Price, who has a Major League-best 2.54 ERA, is looking to become the Majors' second 19-game winner, while Rodney's 0.66 ERA is best among all relievers that have thrown at least 50 innings.
If the two finish the season with those distinctions, they would be the first teammates to do so since the Twins' Johan Santana and Dennys Reyes in 2006. The 1963 Dodgers' Sandy Koufax and Bob Miller also accomplished the feat.
But Price may be oblivious to the historic company he could join.
"I don't know everybody's numbers," Price said. "I'm not too sure of my numbers. I see them every now and then on the Jumbotron. I don't get on MLB.com and search stats and stuff like that. There are a lot of guys who are throwing the ball well in the AL, so there are a couple of good candidates, and hopefully I'm one of those guys."
Price will oppose Boston starter Clay Buchholz, whose 4.33 ERA is his highest since his first full season, when he recorded a 6.75 mark in 2008. But he's still managed the second-highest win total of his career with 11 victories.
Buchholz has also almost always experienced success against the Rays, putting together a 2.76 ERA in 12 starts against Tampa Bay since 2008, the third lowest by any pitcher in baseball over that span. He's held the Rays to three runs or fewer in 10 of those 12 starts and thrown five or more innings in all 12.
The right-hander is also coming off a strong start against the Blue Jays on Saturday, when he held Toronto to one earned run on four hits over seven innings but got a no-decision.
It was his eighth quality start in his last 11 outings.
"It feels good," Buchholz said of his recent success. "It's a shame it didn't happen at the beginning of the season when I wanted it to, or expected it to. That's why this game is humbling; you can go out there and feel great and give up six runs, or you cannot have your best stuff and get through seven innings."
Red Sox: Getting more looks at Iglesias
Mike Aviles was out of Boston's lineup for the fourth straight game on Wednesday as Jose Iglesias started at shortstop and hit ninth. It's not so much a reflection on Aviles as it simply is the Red Sox wanting to see as much of Iglesias as possible.
"It's pretty hard," manager Bobby Valentine said. "Mike really wants to play. I understand that totally. And Iggy has just gotten on a little roll here, so I'd like to see how that roll could continue. It's tough though -- really tough."
Bench coach Tim Bogar confirmed Wednesday that he interviewed with the Houston Astros about their managerial position. Bogar said the interview lasted two and a half hours, but he didn't add much beyond that.
"I really have nothing to say about it, to be honest with you," he said. "I'm going to respect the process. All I can say is it went pretty well. It was good."
Rays: Maddon deflects blame from Shelton
Tampa Bay's offense has struggled mightily over the course of 2012, but manager Joe Maddon said hitting coach Derek Shelton doesn't deserve much of the criticism he's received for it. Shelton continues to be under fire from fans and media.

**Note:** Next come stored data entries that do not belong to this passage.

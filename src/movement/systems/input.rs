//! Movement domain: device sampling for the controller.

use bevy::input::ButtonState;
use bevy::input::mouse::MouseButtonInput;
use bevy::input::touch::{TouchInput, TouchPhase};
use bevy::prelude::*;
use bevy::window::PrimaryWindow;

use crate::movement::{Action, ActionBindings, FrameInput, InputSource, PointerState};

/// Keyboard + pointer state seen through the controller's polling contract.
pub(crate) struct DeviceInput<'a> {
    pub keyboard: &'a ButtonInput<KeyCode>,
    pub bindings: &'a ActionBindings,
    pub pointer: &'a PointerState,
}

impl InputSource for DeviceInput<'_> {
    fn action(&self, action: Action) -> bool {
        let keys = match action {
            Action::Forward => &self.bindings.forward,
            Action::Backward => &self.bindings.backward,
            Action::Left => &self.bindings.left,
            Action::Right => &self.bindings.right,
            Action::Run => &self.bindings.run,
            Action::Jump => &self.bindings.jump,
        };
        self.keyboard.any_pressed(keys.iter().copied())
    }

    fn is_pointer_active(&self) -> bool {
        self.pointer.active
    }

    fn pointer_coordinates(&self) -> Vec2 {
        self.pointer.ndc
    }
}

/// Convert a window-space cursor position (origin top-left, y down) to
/// normalized device coordinates (origin center, y up).
pub(crate) fn cursor_to_ndc(cursor: Vec2, window_size: Vec2) -> Vec2 {
    if window_size.x <= 0.0 || window_size.y <= 0.0 {
        return Vec2::ZERO;
    }
    Vec2::new(
        cursor.x / window_size.x * 2.0 - 1.0,
        1.0 - cursor.y / window_size.y * 2.0,
    )
}

/// Press/release of any mouse button or a touch start/end toggles the
/// pointer flag; this is the only writer of [`PointerState`].
pub(crate) fn track_pointer_activity(
    mut mouse_buttons: MessageReader<MouseButtonInput>,
    mut touches: MessageReader<TouchInput>,
    windows: Query<&Window, With<PrimaryWindow>>,
    mut pointer: ResMut<PointerState>,
) {
    let was_active = pointer.active;

    for event in mouse_buttons.read() {
        pointer.active = event.state == ButtonState::Pressed;
    }

    let mut touch_position = None;
    for touch in touches.read() {
        match touch.phase {
            TouchPhase::Started => {
                pointer.active = true;
                touch_position = Some(touch.position);
            }
            TouchPhase::Moved => touch_position = Some(touch.position),
            TouchPhase::Ended | TouchPhase::Canceled => pointer.active = false,
        }
    }

    if pointer.active != was_active {
        debug!("Pointer active: {}", pointer.active);
    }

    let Ok(window) = windows.single() else {
        return;
    };

    if let Some(position) = touch_position.or_else(|| window.cursor_position()) {
        pointer.ndc = cursor_to_ndc(position, window.size());
    }
}

pub(crate) fn sample_frame_input(
    keyboard: Res<ButtonInput<KeyCode>>,
    bindings: Res<ActionBindings>,
    pointer: Res<PointerState>,
    mut frame_input: ResMut<FrameInput>,
) {
    let source = DeviceInput {
        keyboard: &keyboard,
        bindings: &bindings,
        pointer: &pointer,
    };
    *frame_input = FrameInput::sample(&source);
}
//! Movement domain: angle wrapping and shortest-path yaw interpolation.

use std::f32::consts::{PI, TAU};

/// Magnitude above which the angle is reduced with `%` before the wrap loop.
const LOOP_REDUCTION_LIMIT: f32 = 8.0 * TAU;

/// Wrap an angle into (-PI, PI].
///
/// Non-finite input is returned unchanged.
pub fn normalize_angle(angle: f32) -> f32 {
    if !angle.is_finite() {
        return angle;
    }

    let mut angle = if angle.abs() > LOOP_REDUCTION_LIMIT {
        angle % TAU
    } else {
        angle
    };

    while angle > PI {
        angle -= TAU;
    }
    while angle <= -PI {
        angle += TAU;
    }
    angle
}

/// Interpolate between two angles along the shorter arc.
///
/// Both ends are wrapped first; when they are more than half a turn apart the
/// smaller one is shifted up by a full turn so the numeric difference follows
/// the short way around. The result is wrapped again.
pub fn lerp_angle(start: f32, end: f32, t: f32) -> f32 {
    let mut start = normalize_angle(start);
    let mut end = normalize_angle(end);

    if (end - start).abs() > PI {
        if end > start {
            start += TAU;
        } else {
            end += TAU;
        }
    }

    normalize_angle(start + (end - start) * t)
}
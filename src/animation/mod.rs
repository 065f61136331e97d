//! Animation label selection for the player character.
//!
//! The controller only decides *which* clip should play; loading and
//! blending clips belongs to whatever renders the character.

use bevy::prelude::*;
use serde::Serialize;

use crate::movement::{Gait, MovementVector};


#[derive(Debug, Clone, Copy, PartialEq, Eq, Hash, Default, Serialize)]
#[serde(rename_all = "snake_case")]
pub enum AnimationLabel {
    #[default]
    Idle,
    Walk,
    Run,
    Jump,
}

impl AnimationLabel {
    /// Clip name as the character asset names it.
    pub fn clip_name(self) -> &'static str {
        match self {
            AnimationLabel::Idle => "idle",
            AnimationLabel::Walk => "walk",
            AnimationLabel::Run => "run",
            AnimationLabel::Jump => "jump",
        }
    }
}

/// Pick the locomotion label for this frame. A jump overrides the result
/// separately; nothing here remembers previous frames.
pub fn select_animation(movement: MovementVector, gait: Gait) -> AnimationLabel {
    if movement.is_idle() {
        return AnimationLabel::Idle;
    }
    match gait {
        Gait::Run => AnimationLabel::Run,
        Gait::Walk => AnimationLabel::Walk,
    }
}

/// Label currently requested for the character.
#[derive(Component, Debug, Default)]
pub struct CharacterAnimation {
    pub current: AnimationLabel,
    pub previous: AnimationLabel,
}

impl CharacterAnimation {
    /// Request a label. Returns true when it differs from the current one.
    pub fn set(&mut self, label: AnimationLabel) -> bool {
        if self.current == label {
            return false;
        }
        self.previous = self.current;
        self.current = label;
        true
    }
}

pub struct CharacterAnimationPlugin;

impl Plugin for CharacterAnimationPlugin {
    fn build(&self, app: &mut App) {
        app.add_systems(Update, log_animation_changes);
    }
}

fn log_animation_changes(query: Query<&CharacterAnimation, Changed<CharacterAnimation>>) {
    for animation in &query {
        if animation.current != animation.previous {
            debug!(
                "Animation: {} -> {}",
                animation.previous.clip_name(),
                animation.current.clip_name()
            );
        }
    }
}
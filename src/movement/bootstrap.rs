//! Movement domain: player rig spawning.

use avian3d::prelude::*;
use bevy::prelude::*;

use crate::animation::CharacterAnimation;
use crate::camera::{CameraLookAtAnchor, CameraPositionAnchor};
use crate::movement::{CharacterModel, CharacterState, Container, ControllerRig, Player, RigLayout};

/// Capsule radius and cylinder length of the player collider.
const CAPSULE_RADIUS: f32 = 0.15;
const CAPSULE_LENGTH: f32 = 0.16;

/// Spawn the player hierarchy:
///
/// ```text
/// Player (rigid body)
/// └── Container (orbit yaw)
///     ├── camera position anchor
///     ├── camera look-at anchor
///     └── CharacterModel (facing yaw)
///         └── placeholder meshes
/// ```
pub(crate) fn spawn_player(
    mut commands: Commands,
    layout: Res<RigLayout>,
    mut meshes: ResMut<Assets<Mesh>>,
    mut materials: ResMut<Assets<StandardMaterial>>,
) {
    let body = commands
        .spawn((
            Name::new("Player"),
            Player,
            CharacterState::default(),
            CharacterAnimation::default(),
            Transform::from_xyz(0.0, layout.spawn_height, 0.0),
            Visibility::default(),
            RigidBody::Dynamic,
            Collider::capsule(CAPSULE_RADIUS, CAPSULE_LENGTH),
            LockedAxes::ROTATION_LOCKED,
            LinearVelocity::default(),
            SleepingDisabled,
        ))
        .id();

    let container = commands
        .spawn((
            Name::new("Container"),
            Container,
            Transform::default(),
            Visibility::default(),
            ChildOf(body),
        ))
        .id();

    commands.spawn((
        Name::new("Camera Position Anchor"),
        CameraPositionAnchor,
        Transform::from_translation(layout.camera_anchor_offset),
        ChildOf(container),
    ));
    commands.spawn((
        Name::new("Camera Look-at Anchor"),
        CameraLookAtAnchor,
        Transform::from_translation(layout.look_at_anchor_offset),
        ChildOf(container),
    ));

    let model = commands
        .spawn((
            Name::new("Character"),
            CharacterModel,
            Transform::default(),
            Visibility::default(),
            ChildOf(container),
        ))
        .id();

    // Stand-in for the character mesh; the nose marks the facing (+Z).
    let skin = materials.add(Color::srgb(0.85, 0.75, 0.6));
    commands.spawn((
        Mesh3d(meshes.add(Capsule3d::new(CAPSULE_RADIUS, CAPSULE_LENGTH))),
        MeshMaterial3d(skin.clone()),
        Transform::default(),
        ChildOf(model),
    ));
    commands.spawn((
        Mesh3d(meshes.add(Cuboid::new(0.06, 0.06, 0.1))),
        MeshMaterial3d(skin),
        Transform::from_xyz(0.0, 0.1, CAPSULE_RADIUS),
        ChildOf(model),
    ));

    commands.entity(body).insert(ControllerRig { container, model });

    info!(
        "Spawned player at height {} (camera anchor {:?}, look-at anchor {:?})",
        layout.spawn_height, layout.camera_anchor_offset, layout.look_at_anchor_offset
    );
}
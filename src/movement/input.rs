//! Movement domain: per-frame input snapshot and movement resolution.

use bevy::prelude::*;

use crate::movement::ControllerTuning;

/// Pointer drag below this magnitude on x does not steer.
const POINTER_DEAD_ZONE: f32 = 0.1;
/// Added to the pointer y so a press near screen center still walks forward.
const POINTER_FORWARD_BIAS: f32 = 0.4;
/// Pointer-driven axes beyond this force the run speed.
const POINTER_RUN_THRESHOLD: f32 = 0.5;

/// Named boolean actions polled once per frame.
#[derive(Debug, Clone, Copy, PartialEq, Eq, Hash)]
pub enum Action {
    Forward,
    Backward,
    Left,
    Right,
    Run,
    Jump,
}

/// Polling contract the controller reads input through.
pub trait InputSource {
    fn action(&self, action: Action) -> bool;
    fn is_pointer_active(&self) -> bool;
    /// Pointer position in [-1, 1] on both axes, +y up.
    fn pointer_coordinates(&self) -> Vec2;
}

#[derive(Debug, Clone, Copy, Default, PartialEq)]
pub struct PointerSample {
    pub active: bool,
    pub x: f32,
    pub y: f32,
}

/// Input sampled at the start of a frame. Nothing mutates it until the next
/// sample.
#[derive(Resource, Debug, Clone, Copy, Default, PartialEq)]
pub struct FrameInput {
    pub forward: bool,
    pub backward: bool,
    pub left: bool,
    pub right: bool,
    pub run: bool,
    pub jump: bool,
    pub pointer: PointerSample,
}

impl FrameInput {
    pub fn sample(source: &impl InputSource) -> Self {
        let coords = source.pointer_coordinates();
        Self {
            forward: source.action(Action::Forward),
            backward: source.action(Action::Backward),
            left: source.action(Action::Left),
            right: source.action(Action::Right),
            run: source.action(Action::Run),
            jump: source.action(Action::Jump),
            pointer: PointerSample {
                active: source.is_pointer_active(),
                x: coords.x,
                y: coords.y,
            },
        }
    }
}

/// Local movement direction: x is lateral (+x turns left), z is forward.
#[derive(Debug, Clone, Copy, Default, PartialEq)]
pub struct MovementVector {
    pub x: f32,
    pub z: f32,
}

impl MovementVector {
    pub const ZERO: Self = Self { x: 0.0, z: 0.0 };

    pub fn is_idle(&self) -> bool {
        self.x == 0.0 && self.z == 0.0
    }
}

/// `Run` whenever the selected speed equals the tuned run speed.
#[derive(Debug, Clone, Copy, Default, PartialEq, Eq, Hash)]
pub enum Gait {
    #[default]
    Walk,
    Run,
}

#[derive(Debug, Clone, Copy, PartialEq)]
pub struct ResolvedMovement {
    pub movement: MovementVector,
    pub speed: f32,
    pub gait: Gait,
}

/// Combine keys and pointer drag into a movement vector and speed.
///
/// Steps run in a fixed order and later steps overwrite earlier writes to
/// the same axis: forward/backward keys, run key, pointer drag, then
/// left/right keys.
pub fn resolve_movement(input: &FrameInput, tuning: &ControllerTuning) -> ResolvedMovement {
    let mut movement = MovementVector::ZERO;

    if input.forward {
        movement.z = 1.0;
    }
    if input.backward {
        movement.z = -1.0;
    }

    let mut run_requested = input.run;

    if input.pointer.active {
        if input.pointer.x.abs() > POINTER_DEAD_ZONE {
            movement.x = -input.pointer.x;
        }
        movement.z = input.pointer.y + POINTER_FORWARD_BIAS;
        if movement.x.abs() > POINTER_RUN_THRESHOLD || movement.z.abs() > POINTER_RUN_THRESHOLD {
            run_requested = true;
        }
    }

    if input.left {
        movement.x = 1.0;
    }
    if input.right {
        movement.x = -1.0;
    }

    let speed = if run_requested {
        tuning.run_speed
    } else {
        tuning.walk_speed
    };
    // Equal walk and run speeds label the gait as a run.
    let gait = if speed == tuning.run_speed {
        Gait::Run
    } else {
        Gait::Walk
    };

    ResolvedMovement {
        movement,
        speed,
        gait,
    }
}
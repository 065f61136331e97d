//! Sanity checks for loaded controller content.

use super::data::ControllerDefaults;

/// A validation error naming the offending field.
#[derive(Debug)]
pub struct ValidationError {
    pub field: &'static str,
    pub message: String,
}

impl std::fmt::Display for ValidationError {
    fn fmt(&self, f: &mut std::fmt::Formatter<'_>) -> std::fmt::Result {
        write!(f, "controller field '{}' {}", self.field, self.message)
    }
}

/// Helper macro for a strictly positive, finite field
macro_rules! check_positive {
    ($errors:expr, $defaults:expr, $field:ident) => {
        let value = $defaults.$field;
        if !value.is_finite() || value <= 0.0 {
            $errors.push(ValidationError {
                field: stringify!($field),
                message: format!("must be a positive number, got {}", value),
            });
        }
    };
}

/// Validate loaded defaults. Returns a list of errors, empty if usable.
pub fn validate_controller_defaults(defaults: &ControllerDefaults) -> Vec<ValidationError> {
    let mut errors = Vec::new();

    check_positive!(errors, defaults, walk_speed);
    check_positive!(errors, defaults, run_speed);
    check_positive!(errors, defaults, rotation_speed_degrees);
    check_positive!(errors, defaults, jump_impulse);

    if !defaults.ground_threshold.is_finite() {
        errors.push(ValidationError {
            field: "ground_threshold",
            message: format!("must be finite, got {}", defaults.ground_threshold),
        });
    }

    if !defaults.spawn_height.is_finite() {
        errors.push(ValidationError {
            field: "spawn_height",
            message: format!("must be finite, got {}", defaults.spawn_height),
        });
    }

    let camera = defaults.camera_anchor_offset;
    let look_at = defaults.look_at_anchor_offset;
    let offsets_finite = [camera.0, camera.1, camera.2, look_at.0, look_at.1, look_at.2]
        .iter()
        .all(|v| v.is_finite());
    if !offsets_finite {
        errors.push(ValidationError {
            field: "camera_anchor_offset",
            message: "anchor offsets must be finite".to_string(),
        });
    } else if camera == look_at {
        // The camera would try to look at its own position.
        errors.push(ValidationError {
            field: "look_at_anchor_offset",
            message: "must differ from camera_anchor_offset".to_string(),
        });
    }

    errors
}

"I don't believe [the offense] is a reflection [of Shelton], I really don't," Maddon said. "I know what he does, I know how he does it. You watch the games being played, and the thing about coaches, it's about how diligent you are and the time you put in -- that you care. You can only give a player so much information.
"I believe when guys are successful consistently, a coach might be able to tweak you a little bit here or there and remind you about something, but what goes on internally is what really controls your success. And so, it's hard to pin that on a coach, and I really believe that."
Sam Fuld, who hasn't played since Sunday's game against the Yankees, is day to day with a right hamstring strain, said Maddon.
If Boston wins Thursday, it would clinch its first season series victory against Tampa Bay since winning seven straight from 2001-07.
With an AL-best 1,256 strikeouts, the Rays' pitching staff ranks fourth for a single season.